Facilitated biosensing via direct electron transfer of myoglobin integrated into diblock copolymer/multi-walled carbon nanotube nanocomposites

Abstract

Nanocomposite materials were prepared by sequential drop-casting of multi-walled carbon nanotube (MWCNT) suspensions and amphiphilic polybutadiene-block-poly(2-(N,N-dimethylamino)ethyl methacrylate) (PB₂₉₀-b-PDMAEMA₂₄₀) diblock copolymer micellar solution on screen-printed electrodes (SPEs). These nanocomposite materials were found to be very favorable for integration of myoglobin (Mb) and facilitate direct electron transfer from the electrodes to heme proteins. In that respect, PB₂₉₀-b-PDMAEMA₂₄₀ was demonstrated to be a well-suited binding agent. In aqueous solutions, it forms core–corona micelles (shown by cryogenic transmission electron microscopy, cryo-TEM, and nanoparticle tracking analysis, NTA), which at pH 7 in phosphate buffer exhibit good adhesion to carbon materials (shown by atomic force microscopy, AFM, scanning electron microscopy, SEM, and scanning transmission electron microscopy, STEM) and build up uniform thin films on a hydrophobic graphite-based substrate. As demonstrated by a quartz crystal microbalance with dissipation monitoring, QCM-D, attractive interactions between Mb and PB₂₉₀-b-PDMAEMA₂₄₀ take place when both components are subsequently deposited onto a solid substrate.
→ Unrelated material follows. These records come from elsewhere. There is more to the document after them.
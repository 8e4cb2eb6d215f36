//! The mutation engine: deterministic single mutations, havoc stacks and the
//! splice operator.
//!
//! Every mutation operates on a plain byte buffer and silently no-ops when
//! the buffer is too small for it. All integer packing is little-endian and
//! arithmetic wraps on overflow.

use std::fs;

use libafl_bolts::{rands::Rand, Error};

use crate::corpus::{Seed, SeedQueue};

/// Chance to apply a single weighted mutation; otherwise a havoc stack runs.
const SINGLE_MUTATION_PROB: f64 = 0.9;

/// Maximum number of stacked mutations in one havoc round.
pub const HAVOC_STACK_MAX: usize = 6;

const INTERESTING_8: [i8; 9] = [-128, -1, 0, 1, 16, 32, 64, 100, 127];
const INTERESTING_16: [i16; 10] = [
    -32768, -129, 128, 255, 256, 512, 1000, 1024, 4096, 32767,
];
const INTERESTING_32: [i32; 8] = [
    -2147483648,
    -100663046,
    -32769,
    32768,
    65535,
    65536,
    100663045,
    2147483647,
];

/// The available mutation operators.
#[derive(Debug, Clone, Copy, PartialEq, Eq)]
pub enum Mutation {
    BitFlip,
    ByteFlip,
    Arithmetic,
    InterestingValue,
    ChunkReplacement,
    DuplicateChunk,
    Trim,
    Splice,
    SpliceHavoc,
}

/// The mutations a havoc stack draws from. Trim and the splice variants are
/// excluded.
const HAVOC_MUTATIONS: [Mutation; 6] = [
    Mutation::BitFlip,
    Mutation::ByteFlip,
    Mutation::Arithmetic,
    Mutation::InterestingValue,
    Mutation::ChunkReplacement,
    Mutation::DuplicateChunk,
];

/// Picks one entry from weighted `(value, weight)` pairs. Entries with
/// weight 0 are never chosen.
fn weighted_choice<T, R>(pairs: &[(T, usize)], rand: &mut R) -> T
where
    T: Copy,
    R: Rand,
{
    let total: usize = pairs.iter().map(|(_, weight)| weight).sum();
    debug_assert!(total > 0, "at least one weight must be positive");
    let mut roll = rand.between(1, total);
    for (value, weight) in pairs {
        if roll <= *weight {
            return *value;
        }
        roll -= weight;
    }
    unreachable!("roll cannot exceed the weight total")
}

fn flip_bit(data: &mut [u8], pos: usize, bit: u32) {
    data[pos] ^= 1 << bit;
}

fn flip_bytes(data: &mut [u8], pos: usize, width: usize) {
    for byte in &mut data[pos..pos + width] {
        *byte ^= 0xff;
    }
}

/// Swaps two equally sized chunks by value; overlapping ranges behave as if
/// both were read before either is written.
fn swap_chunks(data: &mut [u8], pos1: usize, pos2: usize, width: usize) {
    let chunk1 = data[pos1..pos1 + width].to_vec();
    let chunk2 = data[pos2..pos2 + width].to_vec();
    data[pos1..pos1 + width].copy_from_slice(&chunk2);
    data[pos2..pos2 + width].copy_from_slice(&chunk1);
}

/// Produces one mutant per call from a selected seed and the queue it came
/// from. All randomness flows through the engine's own rand.
#[derive(Debug)]
pub struct MutationEngine<R> {
    rand: R,
}

impl<R> MutationEngine<R>
where
    R: Rand,
{
    pub fn new(rand: R) -> Self {
        Self { rand }
    }

    /// Reads the seed's bytes and returns a mutated copy.
    pub fn generate(&mut self, seed: &Seed, queue: &SeedQueue) -> Result<Vec<u8>, Error> {
        let mut data = fs::read(&seed.path)?;
        if self.rand.coinflip(SINGLE_MUTATION_PROB) {
            let mutation = self.pick_mutation(queue.len());
            self.apply(mutation, &mut data, seed, queue);
        } else {
            self.havoc_stack(&mut data);
        }
        Ok(data)
    }

    /// Weighted operator selection. The splice variants drop out when the
    /// queue holds no other seed to splice with.
    fn pick_mutation(&mut self, queue_len: usize) -> Mutation {
        let splice_ready = queue_len > 1;
        let weights = [
            (Mutation::Trim, 4),
            (Mutation::Splice, if splice_ready { 5 } else { 0 }),
            (Mutation::SpliceHavoc, if splice_ready { 1 } else { 0 }),
            (Mutation::BitFlip, 1),
            (Mutation::ByteFlip, 1),
            (Mutation::Arithmetic, 1),
            (Mutation::InterestingValue, 1),
            (Mutation::ChunkReplacement, 1),
            (Mutation::DuplicateChunk, 1),
        ];
        weighted_choice(&weights, &mut self.rand)
    }

    fn apply(&mut self, mutation: Mutation, data: &mut Vec<u8>, seed: &Seed, queue: &SeedQueue) {
        match mutation {
            Mutation::Trim => self.trim(data),
            Mutation::Splice => {
                self.splice(data, seed, queue);
            }
            Mutation::SpliceHavoc => {
                if self.splice(data, seed, queue) {
                    self.havoc_stack(data);
                }
            }
            basic => self.apply_basic(basic, data),
        }
    }

    /// Applies 1 to [`HAVOC_STACK_MAX`] randomly chosen basic mutations in
    /// sequence to the same buffer.
    pub fn havoc_stack(&mut self, data: &mut Vec<u8>) {
        let depth = self.rand.between(1, HAVOC_STACK_MAX);
        for _ in 0..depth {
            let Some(mutation) = self.rand.choose(HAVOC_MUTATIONS) else {
                break;
            };
            self.apply_basic(mutation, data);
        }
    }

    fn apply_basic(&mut self, mutation: Mutation, data: &mut Vec<u8>) {
        match mutation {
            Mutation::BitFlip => self.bit_flip(data),
            Mutation::ByteFlip => self.byte_flip(data),
            Mutation::Arithmetic => self.arithmetic(data),
            Mutation::InterestingValue => self.interesting_value(data),
            Mutation::ChunkReplacement => self.chunk_replacement(data),
            Mutation::DuplicateChunk => self.duplicate_chunk(data),
            Mutation::Trim | Mutation::Splice | Mutation::SpliceHavoc => {
                unreachable!("not part of the havoc set")
            }
        }
    }

    /// XORs one random bit.
    fn bit_flip(&mut self, data: &mut [u8]) {
        if data.is_empty() {
            return;
        }
        let pos = self.rand.between(0, data.len() - 1);
        let bit = self.rand.between(0, 7) as u32;
        flip_bit(data, pos, bit);
    }

    /// XORs 1, 2 or 4 consecutive bytes with 0xff.
    fn byte_flip(&mut self, data: &mut [u8]) {
        if data.is_empty() {
            return;
        }
        let Some(width) = self.rand.choose([1usize, 2, 4]) else {
            return;
        };
        let width = width.min(data.len());
        let pos = self.rand.between(0, data.len() - width);
        flip_bytes(data, pos, width);
    }

    /// Adds a small signed delta to a little-endian integer of width 2, 4
    /// or 8, wrapping on overflow.
    fn arithmetic(&mut self, data: &mut [u8]) {
        if data.len() < 2 {
            return;
        }
        let Some(width) = self.rand.choose([2usize, 4, 8]) else {
            return;
        };
        if data.len() < width {
            return;
        }
        let pos = self.rand.between(0, data.len() - width);
        let delta = self.rand.between(0, 70) as i64 - 35;
        if delta == 0 {
            return;
        }
        match width {
            2 => {
                let value = i16::from_le_bytes(data[pos..pos + 2].try_into().unwrap());
                data[pos..pos + 2].copy_from_slice(&value.wrapping_add(delta as i16).to_le_bytes());
            }
            4 => {
                let value = i32::from_le_bytes(data[pos..pos + 4].try_into().unwrap());
                data[pos..pos + 4].copy_from_slice(&value.wrapping_add(delta as i32).to_le_bytes());
            }
            _ => {
                let value = i64::from_le_bytes(data[pos..pos + 8].try_into().unwrap());
                data[pos..pos + 8].copy_from_slice(&value.wrapping_add(delta).to_le_bytes());
            }
        }
    }

    /// Plants a boundary value from the width-matched interesting table.
    fn interesting_value(&mut self, data: &mut [u8]) {
        if data.is_empty() {
            return;
        }
        let Some(width) = self.rand.choose([1usize, 2, 4]) else {
            return;
        };
        if data.len() < width {
            return;
        }
        let pos = self.rand.between(0, data.len() - width);
        match width {
            1 => {
                let Some(value) = self.rand.choose(INTERESTING_8) else {
                    return;
                };
                data[pos] = value as u8;
            }
            2 => {
                let Some(value) = self.rand.choose(INTERESTING_16) else {
                    return;
                };
                data[pos..pos + 2].copy_from_slice(&value.to_le_bytes());
            }
            _ => {
                let Some(value) = self.rand.choose(INTERESTING_32) else {
                    return;
                };
                data[pos..pos + 4].copy_from_slice(&value.to_le_bytes());
            }
        }
    }

    /// Swaps two chunks of 2, 4 or 8 bytes, possibly overlapping.
    fn chunk_replacement(&mut self, data: &mut [u8]) {
        if data.len() < 4 {
            return;
        }
        let Some(width) = self.rand.choose([2usize, 4, 8]) else {
            return;
        };
        if data.len() < width * 2 {
            return;
        }
        let pos1 = self.rand.between(0, data.len() - width);
        let pos2 = self.rand.between(0, data.len() - width);
        swap_chunks(data, pos1, pos2, width);
    }

    /// Copies a chunk and inserts it at a random destination, growing the
    /// buffer.
    fn duplicate_chunk(&mut self, data: &mut Vec<u8>) {
        if data.len() < 2 {
            return;
        }
        let Some(width) = self.rand.choose([1usize, 2, 4, 8]) else {
            return;
        };
        if data.len() < width {
            return;
        }
        let src = self.rand.between(0, data.len() - width);
        let dst = self.rand.between(0, data.len());
        let chunk = data[src..src + width].to_vec();
        data.splice(dst..dst, chunk);
    }

    /// Deletes a chunk, refusing to shrink the buffer below 5% of its
    /// pre-mutation length.
    fn trim(&mut self, data: &mut Vec<u8>) {
        let Some(width) = self.rand.choose([1usize, 2, 4, 8, 16, 32, 64, 128]) else {
            return;
        };
        if data.len() < width * 2 {
            return;
        }
        let pos = self.rand.between(0, data.len() - width);
        if ((data.len() - width) as f64) < data.len() as f64 * 0.05 {
            return;
        }
        data.drain(pos..pos + width);
    }

    /// Replaces the buffer's tail with the tail of another queue seed, cut at
    /// random points. Returns whether a splice actually happened.
    fn splice(&mut self, data: &mut Vec<u8>, seed: &Seed, queue: &SeedQueue) -> bool {
        if data.len() < 2 {
            return false;
        }
        let others: Vec<&Seed> = queue
            .iter()
            .filter(|other| other.path != seed.path && other.path.exists())
            .collect();
        let Some(other) = self.rand.choose(others) else {
            return false;
        };
        let Ok(other_data) = fs::read(&other.path) else {
            return false;
        };
        if other_data.len() < 2 {
            return false;
        }
        let cut = self.rand.between(1, data.len() - 1);
        let other_cut = self.rand.between(1, other_data.len() - 1);
        data.truncate(cut);
        data.extend_from_slice(&other_data[other_cut..]);
        true
    }
}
Spectroscopic studies confirmed that the absorption maximum of Mb remains unaltered, suggesting that at least some protein globules retain their tertiary structure. Cyclic voltammetry, CV, and square wave voltammetry, SWV, show a remarkable (ca. 180-fold) increase of the reductive current of Mb after its incorporation into the SPE/MWCNT/PB₂₉₀-b-PDMAEMA₂₄₀ matrix. The herein developed analytical approach was used for the detection of cardiac myoglobin as a very early marker of acute myocardial infarction (AMI) both in plasma of healthy donors and patients with AMI.